**WHAT TO WORK ON**
Below are some records. Set each one down exactly as it reads.

**SUPPLIED INFORMATION**

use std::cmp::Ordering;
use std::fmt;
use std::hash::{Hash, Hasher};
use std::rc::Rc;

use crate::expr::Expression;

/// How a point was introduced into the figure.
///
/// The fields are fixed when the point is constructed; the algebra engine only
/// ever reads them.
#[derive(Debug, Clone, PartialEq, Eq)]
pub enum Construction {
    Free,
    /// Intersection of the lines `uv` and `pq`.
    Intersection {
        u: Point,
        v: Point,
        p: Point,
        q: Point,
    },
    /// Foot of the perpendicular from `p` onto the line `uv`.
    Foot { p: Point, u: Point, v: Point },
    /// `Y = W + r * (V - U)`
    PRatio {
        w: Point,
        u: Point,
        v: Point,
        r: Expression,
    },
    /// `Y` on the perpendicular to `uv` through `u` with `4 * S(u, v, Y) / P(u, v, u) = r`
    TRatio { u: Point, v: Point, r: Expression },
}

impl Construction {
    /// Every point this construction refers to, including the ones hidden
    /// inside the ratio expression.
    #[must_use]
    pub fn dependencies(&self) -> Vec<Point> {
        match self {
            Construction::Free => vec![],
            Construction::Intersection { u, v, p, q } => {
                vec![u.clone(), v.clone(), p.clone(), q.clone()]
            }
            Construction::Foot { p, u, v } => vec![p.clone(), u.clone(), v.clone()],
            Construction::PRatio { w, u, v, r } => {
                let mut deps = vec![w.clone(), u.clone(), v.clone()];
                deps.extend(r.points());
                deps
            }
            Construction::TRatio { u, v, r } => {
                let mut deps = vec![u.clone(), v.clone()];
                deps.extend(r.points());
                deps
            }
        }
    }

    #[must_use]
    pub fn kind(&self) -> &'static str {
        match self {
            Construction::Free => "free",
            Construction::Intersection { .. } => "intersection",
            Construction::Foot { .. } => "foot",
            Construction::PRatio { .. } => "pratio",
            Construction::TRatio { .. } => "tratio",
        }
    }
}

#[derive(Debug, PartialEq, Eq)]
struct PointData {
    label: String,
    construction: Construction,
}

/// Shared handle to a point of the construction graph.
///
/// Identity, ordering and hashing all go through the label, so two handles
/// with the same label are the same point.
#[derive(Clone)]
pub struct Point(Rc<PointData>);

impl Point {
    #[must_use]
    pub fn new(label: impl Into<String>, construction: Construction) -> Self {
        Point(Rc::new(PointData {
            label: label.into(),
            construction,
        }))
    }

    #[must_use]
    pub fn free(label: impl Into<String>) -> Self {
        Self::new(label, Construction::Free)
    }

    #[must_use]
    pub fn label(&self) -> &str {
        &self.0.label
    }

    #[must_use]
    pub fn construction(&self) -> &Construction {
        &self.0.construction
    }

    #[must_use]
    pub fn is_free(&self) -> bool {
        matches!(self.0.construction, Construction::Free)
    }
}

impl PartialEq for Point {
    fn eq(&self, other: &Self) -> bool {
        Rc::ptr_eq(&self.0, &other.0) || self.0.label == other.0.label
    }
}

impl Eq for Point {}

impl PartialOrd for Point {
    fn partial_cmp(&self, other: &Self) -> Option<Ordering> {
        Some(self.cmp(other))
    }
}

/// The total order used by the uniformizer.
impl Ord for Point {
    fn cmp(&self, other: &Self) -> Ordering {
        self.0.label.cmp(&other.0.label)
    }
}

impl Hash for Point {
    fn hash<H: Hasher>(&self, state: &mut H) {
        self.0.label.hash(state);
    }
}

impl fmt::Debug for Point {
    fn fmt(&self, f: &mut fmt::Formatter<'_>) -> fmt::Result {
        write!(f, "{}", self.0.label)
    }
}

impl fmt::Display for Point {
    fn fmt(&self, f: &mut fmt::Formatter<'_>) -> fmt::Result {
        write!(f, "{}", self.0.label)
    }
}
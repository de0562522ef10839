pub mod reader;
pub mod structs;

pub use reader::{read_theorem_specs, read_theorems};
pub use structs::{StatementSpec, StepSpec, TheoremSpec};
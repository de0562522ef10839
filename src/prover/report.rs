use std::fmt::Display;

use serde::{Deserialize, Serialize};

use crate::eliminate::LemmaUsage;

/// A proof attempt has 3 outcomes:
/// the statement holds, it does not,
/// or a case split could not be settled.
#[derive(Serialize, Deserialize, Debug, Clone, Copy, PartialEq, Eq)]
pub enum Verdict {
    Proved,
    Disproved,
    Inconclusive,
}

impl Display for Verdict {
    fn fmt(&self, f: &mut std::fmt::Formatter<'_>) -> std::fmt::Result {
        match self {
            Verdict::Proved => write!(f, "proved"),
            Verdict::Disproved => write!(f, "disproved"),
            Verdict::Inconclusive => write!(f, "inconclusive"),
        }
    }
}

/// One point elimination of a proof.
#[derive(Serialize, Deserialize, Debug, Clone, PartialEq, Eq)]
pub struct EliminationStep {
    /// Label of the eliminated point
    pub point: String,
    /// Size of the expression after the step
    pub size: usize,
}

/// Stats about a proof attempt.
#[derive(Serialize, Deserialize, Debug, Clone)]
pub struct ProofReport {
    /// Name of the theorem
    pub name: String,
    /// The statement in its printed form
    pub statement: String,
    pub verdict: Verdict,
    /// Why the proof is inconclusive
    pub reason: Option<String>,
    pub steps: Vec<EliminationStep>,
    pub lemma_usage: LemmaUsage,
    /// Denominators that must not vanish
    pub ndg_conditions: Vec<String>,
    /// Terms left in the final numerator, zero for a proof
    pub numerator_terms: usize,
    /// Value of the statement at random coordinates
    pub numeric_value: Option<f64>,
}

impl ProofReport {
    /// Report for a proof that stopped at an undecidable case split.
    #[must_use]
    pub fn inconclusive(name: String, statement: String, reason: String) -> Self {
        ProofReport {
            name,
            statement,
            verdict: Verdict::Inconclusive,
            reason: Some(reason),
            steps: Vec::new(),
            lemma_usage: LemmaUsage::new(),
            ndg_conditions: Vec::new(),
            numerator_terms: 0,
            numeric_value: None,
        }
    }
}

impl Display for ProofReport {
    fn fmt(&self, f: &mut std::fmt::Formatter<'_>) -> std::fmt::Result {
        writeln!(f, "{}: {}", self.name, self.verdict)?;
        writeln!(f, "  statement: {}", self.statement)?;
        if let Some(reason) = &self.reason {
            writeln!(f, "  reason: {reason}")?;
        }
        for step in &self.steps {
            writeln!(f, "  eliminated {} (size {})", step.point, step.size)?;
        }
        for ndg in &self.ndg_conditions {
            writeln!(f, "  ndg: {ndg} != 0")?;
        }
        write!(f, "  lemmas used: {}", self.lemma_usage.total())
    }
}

**RESPONSE BELOW**
use std::cmp::Ordering;
use std::fmt;
use std::hash::{Hash, Hasher};
use std::rc::Rc;

use crate::expr::Expression;

/// How a point was introduced into the figure.
///
/// The fields are fixed when the point is constructed; the algebra engine only
/// ever reads them.
#[derive(Debug, Clone, PartialEq, Eq)]
pub enum Construction {
    Free,
    /// Intersection of the lines `uv` and `pq`.
    Intersection {
        u: Point,
        v: Point,
        p: Point,
        q: Point,
    },
    /// Foot of the perpendicular from `p` onto the line `uv`.
    Foot { p: Point, u: Point, v: Point },
    /// `Y = W + r * (V - U)`
    PRatio {
        w: Point,
        u: Point,
        v: Point,
        r: Expression,
    },
    /// `Y` on the perpendicular to `uv` through `u` with `4 * S(u, v, Y) / P(u, v, u) = r`
    TRatio { u: Point, v: Point, r: Expression },
}

impl Construction {
    /// Every point this construction refers to, including the ones hidden
    /// inside the ratio expression.
    #[must_use]
    pub fn dependencies(&self) -> Vec<Point> {
        match self {
            Construction::Free => vec![],
            Construction::Intersection { u, v, p, q } => {
                vec![u.clone(), v.clone(), p.clone(), q.clone()]
            }
            Construction::Foot { p, u, v } => vec![p.clone(), u.clone(), v.clone()],
            Construction::PRatio { w, u, v, r } => {
                let mut deps = vec![w.clone(), u.clone(), v.clone()];
                deps.extend(r.points());
                deps
            }
            Construction::TRatio { u, v, r } => {
                let mut deps = vec![u.clone(), v.clone()];
                deps.extend(r.points());
                deps
            }
        }
    }

    #[must_use]
    pub fn kind(&self) -> &'static str {
        match self {
            Construction::Free => "free",
            Construction::Intersection { .. } => "intersection",
            Construction::Foot { .. } => "foot",
            Construction::PRatio { .. } => "pratio",
            Construction::TRatio { .. } => "tratio",
        }
    }
}

#[derive(Debug, PartialEq, Eq)]
struct PointData {
    label: String,
    construction: Construction,
}

/// Shared handle to a point of the construction graph.
///
/// Identity, ordering and hashing all go through the label, so two handles
/// with the same label are the same point.
#[derive(Clone)]
pub struct Point(Rc<PointData>);

impl Point {
    #[must_use]
    pub fn new(label: impl Into<String>, construction: Construction) -> Self {
        Point(Rc::new(PointData {
            label: label.into(),
            construction,
        }))
    }

    #[must_use]
    pub fn free(label: impl Into<String>) -> Self {
        Self::new(label, Construction::Free)
    }

    #[must_use]
    pub fn label(&self) -> &str {
        &self.0.label
    }

    #[must_use]
    pub fn construction(&self) -> &Construction {
        &self.0.construction
    }

    #[must_use]
    pub fn is_free(&self) -> bool {
        matches!(self.0.construction, Construction::Free)
    }
}

impl PartialEq for Point {
    fn eq(&self, other: &Self) -> bool {
        Rc::ptr_eq(&self.0, &other.0) || self.0.label == other.0.label
    }
}

impl Eq for Point {}

impl PartialOrd for Point {
    fn partial_cmp(&self, other: &Self) -> Option<Ordering> {
        Some(self.cmp(other))
    }
}

/// The total order used by the uniformizer.
impl Ord for Point {
    fn cmp(&self, other: &Self) -> Ordering {
        self.0.label.cmp(&other.0.label)
    }
}

impl Hash for Point {
    fn hash<H: Hasher>(&self, state: &mut H) {
        self.0.label.hash(state);
    }
}

impl fmt::Debug for Point {
    fn fmt(&self, f: &mut fmt::Formatter<'_>) -> fmt::Result {
        write!(f, "{}", self.0.label)
    }
}

impl fmt::Display for Point {
    fn fmt(&self, f: &mut fmt::Formatter<'_>) -> fmt::Result {
        write!(f, "{}", self.0.label)
    }
}
repository de0562522ef10839
pub mod reader;
pub mod structs;

pub use reader::{read_theorem_specs, read_theorems};
pub use structs::{StatementSpec, StepSpec, TheoremSpec};
repository de0562522ef10839
filename src/prover/report.rs
use std::fmt::Display;

use serde::{Deserialize, Serialize};

use crate::eliminate::LemmaUsage;

/// A proof attempt has 3 outcomes:
/// the statement holds, it does not,
/// or a case split could not be settled.
#[derive(Serialize, Deserialize, Debug, Clone, Copy, PartialEq, Eq)]
pub enum Verdict {
    Proved,
    Disproved,
    Inconclusive,
}

impl Display for Verdict {
    fn fmt(&self, f: &mut std::fmt::Formatter<'_>) -> std::fmt::Result {
        match self {
            Verdict::Proved => write!(f, "proved"),
            Verdict::Disproved => write!(f, "disproved"),
            Verdict::Inconclusive => write!(f, "inconclusive"),
        }
    }
}

/// One point elimination of a proof.
#[derive(Serialize, Deserialize, Debug, Clone, PartialEq, Eq)]
pub struct EliminationStep {
    /// Label of the eliminated point
    pub point: String,
    /// Size of the expression after the step
    pub size: usize,
}

/// Stats about a proof attempt.
#[derive(Serialize, Deserialize, Debug, Clone)]
pub struct ProofReport {
    /// Name of the theorem
    pub name: String,
    /// The statement in its printed form
    pub statement: String,
    pub verdict: Verdict,
    /// Why the proof is inconclusive
    pub reason: Option<String>,
    pub steps: Vec<EliminationStep>,
    pub lemma_usage: LemmaUsage,
    /// Denominators that must not vanish
    pub ndg_conditions: Vec<String>,
    /// Terms left in the final numerator, zero for a proof
    pub numerator_terms: usize,
    /// Value of the statement at random coordinates
    pub numeric_value: Option<f64>,
}

impl ProofReport {
    /// Report for a proof that stopped at an undecidable case split.
    #[must_use]
    pub fn inconclusive(name: String, statement: String, reason: String) -> Self {
        ProofReport {
            name,
            statement,
            verdict: Verdict::Inconclusive,
            reason: Some(reason),
            steps: Vec::new(),
            lemma_usage: LemmaUsage::new(),
            ndg_conditions: Vec::new(),
            numerator_terms: 0,
            numeric_value: None,
        }
    }
}

impl Display for ProofReport {
    fn fmt(&self, f: &mut std::fmt::Formatter<'_>) -> std::fmt::Result {
        writeln!(f, "{}: {}", self.name, self.verdict)?;
        writeln!(f, "  statement: {}", self.statement)?;
        if let Some(reason) = &self.reason {
            writeln!(f, "  reason: {reason}")?;
        }
        for step in &self.steps {
            writeln!(f, "  eliminated {} (size {})", step.point, step.size)?;
        }
        for ndg in &self.ndg_conditions {
            writeln!(f, "  ndg: {ndg} != 0")?;
        }
        write!(f, "  lemmas used: {}", self.lemma_usage.total())
    }
}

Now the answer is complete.